6. Buttress End Pipe Joints
Buttress end pipe joints are used only for glass piping and not capable to hold high pressure.
1.18 PIPE FITTINGS
Flanged End Pipe
Spigot / Socket End Pipe

Fittings are mainly classified into two, based on the method of manufacture. They are forged fittings and
wrought fittings. Apart from these cast fittings are also available.
1. FORGED FITTINGS
Forged fittings are available with socket-welding ends and threaded ends. The types of fittings available are
90-degree elbows, 45-degree elbows, Tees, Crosses, Couplings, Half Couplings, Caps, Plugs and Bushings.
DIMENSIONAL STANDARDS
ASME B 16.11 – Forged fittings, socket welding and threaded
MSS – SP – 79 – Socket welding reducer inserts
MSS – SP – 97 – Forged carbon steel branch outlet fittings
(Manufacturers Standardization Society of the valve and fitting industry – Standard Practice)
2. WROUGHT FITTINGS
Wrought fittings are available with butt-welding ends. The types of fittings available are 90-degree elbows, 45
degree elbows, 180-degree returns, Tees, Crosses, Lap joint stub ends, Reducers and Caps.
DIMENSIONAL STANDARDS
ASME B 16.9 – Factory made wrought steel butt-welding fittings
ASME B 16.28 – Wrought steel butt-welding short radius elbows and returns
MSS – SP – 43 – Wrought stainless steel butt-welding fittings
 Socket Weld / Screwed End Fittings
For socket weld / screwed end fittings, four pressure classed are available. They are:
2000# Class
This class is applicable only for screwed fittings and is covered only in ANSI B 16.11. The
corresponding pipe thickness for this class is Sch 80 or XS.
3000# Class
This class is applicable from both screwed and socket weld fittings.
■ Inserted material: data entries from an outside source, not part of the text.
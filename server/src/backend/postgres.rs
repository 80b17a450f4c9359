//! PostgreSQL document store.
//!
//! Documents live in one `documents` table as `jsonb`, keyed by
//! `(database, collection, doc_key)` where `doc_key` is the canonical JSON
//! text of `_id`. Shared transactions run at `REPEATABLE READ`, so two
//! transactions writing the same row fail with a serialization error that
//! maps to [`BackendError::Rollback`].

use super::{
    BackendResult, Backend, Checkpoint, ExclusiveTransaction, InternalId, WriteTransaction,
};
use crate::error::BackendError;
use async_trait::async_trait;
use chrono::{DateTime, Utc};
use oplog_engine::{as_document, DatabaseName, Document, DocumentKey, Namespace};
use sqlx::postgres::{PgConnection, PgPoolOptions};
use sqlx::{PgPool, Postgres, Transaction};
use std::collections::HashMap;

/// [`Backend`] over a PostgreSQL pool.
#[derive(Debug, Clone)]
pub struct PgBackend {
    pool: PgPool,
}

impl PgBackend {
    /// Connect a new pool.
    pub async fn connect(database_url: &str, max_connections: u32) -> BackendResult<Self> {
        let pool = PgPoolOptions::new()
            .max_connections(max_connections)
            .connect(database_url)
            .await?;
        Ok(Self { pool })
    }

    pub fn from_pool(pool: PgPool) -> Self {
        Self { pool }
    }

    pub fn pool(&self) -> &PgPool {
        &self.pool
    }

    /// Run database migrations.
    pub async fn migrate(&self) -> BackendResult<()> {
        sqlx::migrate!("./migrations").run(&self.pool).await?;
        Ok(())
    }
}

#[async_trait]
impl Backend for PgBackend {
    async fn begin(&self, _namespace: &Namespace) -> BackendResult<Box<dyn WriteTransaction>> {
        let mut tx = self.pool.begin().await?;
        sqlx::query("SET TRANSACTION ISOLATION LEVEL REPEATABLE READ")
            .execute(&mut *tx)
            .await?;
        Ok(Box::new(PgTransaction { tx: Some(tx) }))
    }

    async fn begin_exclusive(&self) -> BackendResult<Box<dyn ExclusiveTransaction>> {
        let mut tx = self.pool.begin().await?;
        sqlx::query("LOCK TABLE documents IN EXCLUSIVE MODE")
            .execute(&mut *tx)
            .await?;
        Ok(Box::new(PgTransaction { tx: Some(tx) }))
    }

    async fn load_checkpoint(&self) -> BackendResult<Option<Checkpoint>> {
        let row: Option<(i64, i64, DateTime<Utc>)> =
            sqlx::query_as("SELECT ts, hash, updated_at FROM oplog_checkpoint WHERE id = 1")
                .fetch_optional(&self.pool)
                .await?;

        Ok(row.map(|(ts, hash, updated_at)| Checkpoint {
            ts: ts as u64,
            hash,
            updated_at,
        }))
    }

    async fn save_checkpoint(&self, checkpoint: &Checkpoint) -> BackendResult<()> {
        sqlx::query(
            r#"
            INSERT INTO oplog_checkpoint (id, ts, hash, updated_at)
            VALUES (1, $1, $2, $3)
            ON CONFLICT (id) DO UPDATE SET
                ts = EXCLUDED.ts,
                hash = EXCLUDED.hash,
                updated_at = EXCLUDED.updated_at
            "#,
        )
        .bind(checkpoint.ts as i64)
        .bind(checkpoint.hash)
        .bind(checkpoint.updated_at)
        .execute(&self.pool)
        .await?;
        Ok(())
    }
}

/// An open PostgreSQL transaction. `None` once committed.
struct PgTransaction {
    tx: Option<Transaction<'static, Postgres>>,
}

impl PgTransaction {
    fn conn(&mut self) -> BackendResult<&mut PgConnection> {
        self.tx
            .as_deref_mut()
            .ok_or(BackendError::TransactionFinished)
    }
}

#[async_trait]
impl WriteTransaction for PgTransaction {
    async fn find_ids_by_keys(
        &mut self,
        namespace: &Namespace,
        keys: &[DocumentKey],
    ) -> BackendResult<HashMap<DocumentKey, InternalId>> {
        let by_canonical: HashMap<String, &DocumentKey> =
            keys.iter().map(|k| (k.canonical(), k)).collect();
        let canonical: Vec<String> = by_canonical.keys().cloned().collect();

        let rows: Vec<(i64, String)> = sqlx::query_as(
            r#"
            SELECT did, doc_key FROM documents
            WHERE database = $1 AND collection = $2 AND doc_key = ANY($3)
            "#,
        )
        .bind(&namespace.database)
        .bind(&namespace.collection)
        .bind(&canonical[..])
        .fetch_all(self.conn()?)
        .await?;

        Ok(rows
            .into_iter()
            .filter_map(|(did, doc_key)| {
                by_canonical
                    .get(&doc_key)
                    .map(|key| ((*key).clone(), did))
            })
            .collect())
    }

    async fn fetch_documents(
        &mut self,
        namespace: &Namespace,
        ids: &[InternalId],
    ) -> BackendResult<HashMap<InternalId, Document>> {
        let rows: Vec<(i64, serde_json::Value)> = sqlx::query_as(
            r#"
            SELECT did, body FROM documents
            WHERE database = $1 AND collection = $2 AND did = ANY($3)
            "#,
        )
        .bind(&namespace.database)
        .bind(&namespace.collection)
        .bind(ids)
        .fetch_all(self.conn()?)
        .await?;

        rows.into_iter()
            .map(|(did, body)| {
                as_document(body)
                    .map(|doc| (did, doc))
                    .map_err(|e| BackendError::Corrupt(format!("row {did}: {e}")))
            })
            .collect()
    }

    async fn delete_by_ids(
        &mut self,
        namespace: &Namespace,
        ids: &[InternalId],
    ) -> BackendResult<u64> {
        let result = sqlx::query(
            "DELETE FROM documents WHERE database = $1 AND collection = $2 AND did = ANY($3)",
        )
        .bind(&namespace.database)
        .bind(&namespace.collection)
        .bind(ids)
        .execute(self.conn()?)
        .await?;
        Ok(result.rows_affected())
    }

    async fn insert_documents(
        &mut self,
        namespace: &Namespace,
        documents: Vec<Document>,
    ) -> BackendResult<()> {
        let mut keys = Vec::with_capacity(documents.len());
        let mut bodies = Vec::with_capacity(documents.len());
        for doc in documents {
            let key = DocumentKey::of(&doc)
                .ok_or_else(|| BackendError::Corrupt("document without _id".to_string()))?;
            keys.push(key.canonical());
            bodies.push(serde_json::Value::Object(doc));
        }

        sqlx::query(
            r#"
            INSERT INTO documents (database, collection, doc_key, body)
            SELECT $1, $2, k, b FROM UNNEST($3::text[], $4::jsonb[]) AS t(k, b)
            "#,
        )
        .bind(&namespace.database)
        .bind(&namespace.collection)
        .bind(&keys[..])
        .bind(&bodies[..])
        .execute(self.conn()?)
        .await?;
        Ok(())
    }

    async fn commit(&mut self) -> BackendResult<()> {
        match self.tx.take() {
            Some(tx) => Ok(tx.commit().await?),
            None => Err(BackendError::TransactionFinished),
        }
    }
}

#[async_trait]
impl ExclusiveTransaction for PgTransaction {
    async fn drop_collection(&mut self, namespace: &Namespace) -> BackendResult<u64> {
        let result = sqlx::query("DELETE FROM documents WHERE database = $1 AND collection = $2")
            .bind(&namespace.database)
            .bind(&namespace.collection)
            .execute(self.conn()?)
            .await?;
        Ok(result.rows_affected())
    }

    async fn drop_database(&mut self, database: &DatabaseName) -> BackendResult<u64> {
        let result = sqlx::query("DELETE FROM documents WHERE database = $1")
            .bind(database)
            .execute(self.conn()?)
            .await?;
        Ok(result.rows_affected())
    }

    fn as_write(&mut self) -> &mut dyn WriteTransaction {
        self
    }
}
The corresponding pipe
thickness for this class is Sch 80 or XS for socket weld end connection and Sch 160 for screwed
end connections.
6000# Class
This class is also applicable for both screwed and socket weld fittings. The socket weld fittings
under this class are normally used with Sch 160 pipes and screwed fittings with XXS pipes.
9000# Class
This class is applicable only for socket weld fittings and are normally used with XXS pipes. The
screwed end fittings can be with parallel threads or with taper threads. Taper threads are
preferred for the fittings. These could be to NPT or to relevant Indian Standard specifications.
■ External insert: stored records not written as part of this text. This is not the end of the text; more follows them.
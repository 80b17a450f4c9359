//! Change operations read from the upstream oplog.
//!
//! Each operation records one mutation (or a command) on the source. They
//! arrive already parsed; this module only exposes what replication needs to
//! decide how an operation is treated.

use crate::document::{Document, DocumentKey};
use crate::update::UpdateAction;
use crate::{CollectionName, DatabaseName, Error, Result, Timestamp};
use serde::{Deserialize, Serialize};
use std::fmt;

/// Collections whose writes must be applied one by one, in stream order.
pub const PROTECTED_COLLECTIONS: [&str; 4] = [
    "system.namespaces",
    "system.indexes",
    "system.profile",
    "system.js",
];

/// A `(database, collection)` pair.
#[derive(Debug, Clone, PartialEq, Eq, Hash, PartialOrd, Ord, Serialize, Deserialize)]
pub struct Namespace {
    pub database: DatabaseName,
    pub collection: CollectionName,
}

impl Namespace {
    pub fn new(database: impl Into<DatabaseName>, collection: impl Into<CollectionName>) -> Self {
        Self {
            database: database.into(),
            collection: collection.into(),
        }
    }

    /// Whether writes to this namespace act as a barrier.
    pub fn is_protected(&self) -> bool {
        PROTECTED_COLLECTIONS.contains(&self.collection.as_str())
    }
}

impl fmt::Display for Namespace {
    fn fmt(&self, f: &mut fmt::Formatter<'_>) -> fmt::Result {
        write!(f, "{}.{}", self.database, self.collection)
    }
}

/// An insert.
#[derive(Debug, Clone, PartialEq, Serialize, Deserialize)]
#[serde(rename_all = "camelCase")]
pub struct InsertOp {
    /// Oplog timestamp
    pub ts: Timestamp,
    /// Oplog entry hash
    pub hash: i64,
    pub database: DatabaseName,
    pub collection: CollectionName,
    /// Inserted document, including `_id`
    pub document: Document,
}

/// An update.
#[derive(Debug, Clone, PartialEq, Serialize, Deserialize)]
#[serde(rename_all = "camelCase")]
pub struct UpdateOp {
    pub ts: Timestamp,
    pub hash: i64,
    pub database: DatabaseName,
    pub collection: CollectionName,
    /// Match filter; carries the `_id` of the target document
    pub filter: Document,
    /// Set-style replacement or Mod-style operators
    pub modification: Document,
    #[serde(default)]
    pub upsert: bool,
}

/// A delete.
#[derive(Debug, Clone, PartialEq, Serialize, Deserialize)]
#[serde(rename_all = "camelCase")]
pub struct DeleteOp {
    pub ts: Timestamp,
    pub hash: i64,
    pub database: DatabaseName,
    pub collection: CollectionName,
    /// Match filter; carries the `_id` of the target document
    pub filter: Document,
    #[serde(default = "default_just_one")]
    pub just_one: bool,
}

fn default_just_one() -> bool {
    true
}

/// A database command.
#[derive(Debug, Clone, PartialEq, Serialize, Deserialize)]
#[serde(rename_all = "camelCase")]
pub struct CommandOp {
    pub ts: Timestamp,
    pub hash: i64,
    pub database: DatabaseName,
    /// Command document; its first key names the command
    pub command: Document,
}

/// A no-op or database-only marker.
#[derive(Debug, Clone, PartialEq, Serialize, Deserialize)]
#[serde(rename_all = "camelCase")]
pub struct NoopOp {
    pub ts: Timestamp,
    pub hash: i64,
    #[serde(default)]
    pub database: Option<DatabaseName>,
    #[serde(default)]
    pub message: Option<serde_json::Value>,
}

/// A change operation from the upstream source.
#[derive(Debug, Clone, PartialEq, Serialize, Deserialize)]
#[serde(tag = "op", rename_all = "lowercase")]
pub enum ChangeOperation {
    Insert(InsertOp),
    Update(UpdateOp),
    Delete(DeleteOp),
    Command(CommandOp),
    Noop(NoopOp),
}

impl ChangeOperation {
    /// Short name of the operation kind.
    pub fn kind_name(&self) -> &'static str {
        match self {
            ChangeOperation::Insert(_) => "insert",
            ChangeOperation::Update(_) => "update",
            ChangeOperation::Delete(_) => "delete",
            ChangeOperation::Command(_) => "command",
            ChangeOperation::Noop(_) => "noop",
        }
    }

    /// Oplog timestamp of this operation.
    pub fn ts(&self) -> Timestamp {
        match self {
            ChangeOperation::Insert(op) => op.ts,
            ChangeOperation::Update(op) => op.ts,
            ChangeOperation::Delete(op) => op.ts,
            ChangeOperation::Command(op) => op.ts,
            ChangeOperation::Noop(op) => op.ts,
        }
    }

    /// Oplog hash of this operation.
    pub fn hash(&self) -> i64 {
        match self {
            ChangeOperation::Insert(op) => op.hash,
            ChangeOperation::Update(op) => op.hash,
            ChangeOperation::Delete(op) => op.hash,
            ChangeOperation::Command(op) => op.hash,
            ChangeOperation::Noop(op) => op.hash,
        }
    }

    /// Database this operation targets, if any.
    pub fn database(&self) -> Option<&DatabaseName> {
        match self {
            ChangeOperation::Insert(op) => Some(&op.database),
            ChangeOperation::Update(op) => Some(&op.database),
            ChangeOperation::Delete(op) => Some(&op.database),
            ChangeOperation::Command(op) => Some(&op.database),
            ChangeOperation::Noop(op) => op.database.as_ref(),
        }
    }

    /// Namespace of a CUD operation; `None` for commands and no-ops.
    pub fn namespace(&self) -> Option<Namespace> {
        match self {
            ChangeOperation::Insert(op) => Some(Namespace::new(&op.database, &op.collection)),
            ChangeOperation::Update(op) => Some(Namespace::new(&op.database, &op.collection)),
            ChangeOperation::Delete(op) => Some(Namespace::new(&op.database, &op.collection)),
            ChangeOperation::Command(_) | ChangeOperation::Noop(_) => None,
        }
    }

    /// Whether this is an insert, update or delete.
    pub fn is_cud(&self) -> bool {
        matches!(
            self,
            ChangeOperation::Insert(_) | ChangeOperation::Update(_) | ChangeOperation::Delete(_)
        )
    }

    /// Key of the document a CUD operation targets.
    ///
    /// Fails for CUD operations whose document or filter has no `_id`, and
    /// for commands and no-ops, which target no single document.
    pub fn document_key(&self) -> Result<DocumentKey> {
        let (source, database, collection) = match self {
            ChangeOperation::Insert(op) => (&op.document, &op.database, &op.collection),
            ChangeOperation::Update(op) => (&op.filter, &op.database, &op.collection),
            ChangeOperation::Delete(op) => (&op.filter, &op.database, &op.collection),
            ChangeOperation::Command(op) => {
                return Err(Error::MissingDocumentKey {
                    kind: self.kind_name(),
                    database: op.database.clone(),
                    collection: String::new(),
                })
            }
            ChangeOperation::Noop(op) => {
                return Err(Error::MissingDocumentKey {
                    kind: self.kind_name(),
                    database: op.database.clone().unwrap_or_default(),
                    collection: String::new(),
                })
            }
        };
        DocumentKey::of(source).ok_or_else(|| Error::MissingDocumentKey {
            kind: self.kind_name(),
            database: database.clone(),
            collection: collection.clone(),
        })
    }
}

impl InsertOp {
    pub fn new(
        ts: Timestamp,
        hash: i64,
        database: impl Into<DatabaseName>,
        collection: impl Into<CollectionName>,
        document: Document,
    ) -> Self {
        Self {
            ts,
            hash,
            database: database.into(),
            collection: collection.into(),
            document,
        }
    }
}

impl UpdateOp {
    pub fn new(
        ts: Timestamp,
        hash: i64,
        database: impl Into<DatabaseName>,
        collection: impl Into<CollectionName>,
        filter: Document,
        modification: Document,
        upsert: bool,
    ) -> Self {
        Self {
            ts,
            hash,
            database: database.into(),
            collection: collection.into(),
            filter,
            modification,
            upsert,
        }
    }

    /// Parse the modification of this update.
    pub fn action(&self) -> Result<UpdateAction> {
        UpdateAction::parse(&self.modification)
    }
}

impl DeleteOp {
    pub fn new(
        ts: Timestamp,
        hash: i64,
        database: impl Into<DatabaseName>,
        collection: impl Into<CollectionName>,
        filter: Document,
    ) -> Self {
        Self {
            ts,
            hash,
            database: database.into(),
            collection: collection.into(),
            filter,
            just_one: true,
        }
    }
}

impl CommandOp {
    pub fn new(
        ts: Timestamp,
        hash: i64,
        database: impl Into<DatabaseName>,
        command: Document,
    ) -> Self {
        Self {
            ts,
            hash,
            database: database.into(),
            command,
        }
    }

    /// Some key of the command document that is not a `$`-prefixed
    /// envelope field. Documents do not keep key order, so with option
    /// fields present this is not necessarily the command; prefer
    /// [`CommandOp::find_name`] when the candidates are known.
    pub fn name(&self) -> Option<&str> {
        self.command
            .keys()
            .map(String::as_str)
            .find(|key| !key.starts_with('$'))
    }

    /// The first of `known` that is a key of the command document.
    pub fn find_name<'a>(&self, known: &[&'a str]) -> Option<&'a str> {
        known
            .iter()
            .copied()
            .find(|name| self.command.contains_key(*name))
    }
}

impl NoopOp {
    pub fn new(ts: Timestamp, hash: i64) -> Self {
        Self {
            ts,
            hash,
            database: None,
            message: None,
        }
    }
}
General material standards applicable for fittings, flanges and valves are given below

MATERIAL TYPE STANDARD
CS
FORGED ASTM A 105
WROUGHT ASTM A 234
CAST ASTM A 216
AS
FORGED ASTM A 182
WROUGHT ASTM A 234
CAST ASTM A 217
SS
FORGED ASTM A 182
WROUGHT ASTM A 403
CAST ASTM A 351
LTCS
FORGED ASTM A 350
WROUGHT ASTM A 420
CAST ASTM A 352
 Sw/ Scrd Fitting Materials
 ASTM A105 - Forged Carbon Steel
 ASTM A181 - Forged Carbon Steel for General purposes
 ASTM A182 - Forged Alloy Steel and Stainless steel
 ASTM A234 - Wrought Carbon Steel and Alloy Steel pipe fittings
for moderate and elevated temperatures
 ASTM A350 - Forged Alloy Steel for low temperature services
 Beveled End Fittings
These types of fittings are connected to piping by means of butt welding. The thickness of these fittings is to
be specified the same as that of pipes because the bore of the pipes and the attachments should match. That
means both the items should have the same schedule number. There are certain exceptional cases where
fittings of higher thickness are used.
The material of construction specified in the American standards for the butt fittings are:
Bw Fitting Materials
ASTM A 234 - Carbon Steel fittings
ASTM A 403 - Austenitic Stainless steel fittings
ASTM A 420 - Alloy Steel for lower temperature services
3. Flanged End Fittings
Fittings with both ends flanged are used where welding is not possible or permitted. Normally these are made
by casting. Classification of these fittings are based on the pressure temperature ratings same as that of
flanges.
Dimensional standard is the same as that for flanges. The fittings fabricated from standard butt weld or socket
welded flanges do not cover under this standard. The material specification is the same as that for castings.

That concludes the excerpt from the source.